Ochsenfrosch und Pickelhaube
Hofolding – Was für eine treffliche Gaudi: Wenn Gäste einer Pension plötzlich unwissentlich zu Patienten einer Irrenanstalt werden, führt das zu herrlichen Verwicklungen. Zu welchen, das zeigt die Theatergruppe des TSV Hofolding in ihrem neuesten Stück „Pension Schaller“. Der Dreiakter unter der Leitung von Manfred Ürmösi glänzt durch Esprit, Wortwitz und grandiose Darsteller.
Es gibt recht schräge und doch überaus liebenswerte Charaktere. Manfred Ürmösi, seit 18 Jahren Leiter der Hofoldinger Theatertruppe, hat sie auf die Bühne der Turnhalle gezaubert. Das Stück würzte er mit einer ordentlichen Portion Lokalkolorit. Da ist zum einen der ehemalige Bauer und Rentier Hallberger, der eine Irrenanstalt eröffnen will. Souverän gespielt von Erwin Huber in einer Hauptrolle. Ihm zur Seite steht sein Neffe Albert (Andreas Zeller), der ihm aus Geldnot die Gäste der Pension Schaller als Patienten präsentiert, nachdem er irrtümlich dachte, sein Onkel plane ein Freudenhaus im ehemaligen Gasthof Lutterschmid! Der junge Mann ist bis über beide Ohren in Elisabeth, die Tochter der Pensionschefin, verknallt. Lisa Jaensch spielt die forsche junge Kellnerin mit sympathischer Präsenz. Es ist übrigens ihr erster Auftritt mit der Theatergruppe. In ihrer Rolle begehrt sie zunehmend gegen ihre Mutter auf, die Pensionschefin. Diese wiederum, dargestellt von der stimmgewaltigen Gabi Tegel, sieht sich eher als Opernsängerin. Mit Grandezza und gekonnt dissonant, trällert sie beseelt ins Publikum.
Auch sie hat einen Neffen: Wilhelm, der gern Schauspieler wäre. Leider ist da aber der Sprachfehler, den er schlicht ignoriert. Er kann kein L sprechen, ersetzt es durch ein N. Mit viel Komik verkörpert Robert Huber den naiven jungen Mann und spielt sich im Handumdrehen in die erste Reihe. Wenn er beispielsweise den „Othenno“ (Othello) gibt, aus Schillers „Kabane und Niebe“ zitiert oder beschreibt, wie er zu Weihnachten mit „Kning Gnöckchen, kningeningening“ glänzt - dann tobt der Saal.
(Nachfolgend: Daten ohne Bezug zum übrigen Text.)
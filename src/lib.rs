#![forbid(unsafe_code)]

//! Asynchronous request/response correlation over a JSON-envelope protocol.
//!
//! Numbered requests go out through a [`Transport`]; correlated responses and
//! unsolicited named events come back through [`Client::handle_message`].
//! The wire shape follows remote-debugging protocols such as the Chrome
//! DevTools Protocol, but nothing here depends on a particular domain.
//!
//! ```rust,ignore
//! let session = devtools_link::transport::attach(stdout, stdin, ClientConfig::default())?;
//! let client = session.client();
//! client.on("Page.loadEventFired", |params| {
//!     tracing::info!(?params, "page loaded");
//!     Ok(())
//! })?;
//! let result = client
//!     .send("Runtime.evaluate", json!({"expression": "1 + 1"}), Duration::from_secs(5))
//!     .await?;
//! ```

pub mod client;
pub mod config;
pub mod errors;
pub mod logging;
pub mod models;
pub mod transport;

pub use client::events::{HandlerError, HandlerResult};
pub use client::pending::ResponseHandle;
pub use client::{Client, ClientStats, ErrorHook};
pub use config::ClientConfig;
pub use errors::{AppError, Fault, Outcome, RequestError, Result};
pub use transport::Transport;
Aus einem Schrank befreit, ringt er nach „Nuft, Nuft!“. Er sammelt die Lacher. Dafür gibt es auch für ihn später ein Happy End: Wilhelm geht zum Stummfilm, der gerade aufkommt. Das Stück spielt um die Jahrhundertwende herum. Entsprechend zeigt das Bühnenbild eine gediegene Pension mit Spitzendeckchen und Co. Später, im dritten Akt, wird daraus die bäuerliche Stube Hallbergers.
Auftritte mit „Patientenpotenzial“ haben alle Gäste der Pension. Da wäre die Heimatautorin Cilly Groß-Glockner - verträumt, einfältig und mit einer ausufernden Fan-tasie gesegnet. Petra Heine spielt sie mit herrlich verklärtem Blick. Dann gibt es den Abenteurer Leo Reisinger, den Wolfgang Ürmösi, der Bruder des Spielleiters, dar-stellt. Egal ob als Cowboy oder Löwenbändiger: Die Figur platzt vor Selbstbewusstsein und markigen Sprüchen und kassiert dafür fleißig Szenenapplaus. Grandios, wie er den Paarungsruf eines Kurzschwanz-Makaken nachäfft oder mit vollem Körpereinsatz einen Ochsenfrosch mimt. Immerhin erringt er so die Liebe von Centa Hallberger, der Schwester des Bauern. Claudia Geyer spielt die spröde, sehnende Jungfer mit Herz und pfiffigem Mutterwitz. Abschließend ist da noch der Oberst von Schlag. A.D., versteht sich. Den gibt der Spielleiter selbst. Mit Pickelhaube und Backenbart erobert er das Publikum im Sturm. Überraschende Situationskomik, sympathische Darsteller und eine tolle Geschichte: Was braucht ein Theaterabend mehr. Dafür gab’s am Ende langanhaltenden, verdienten Applaus.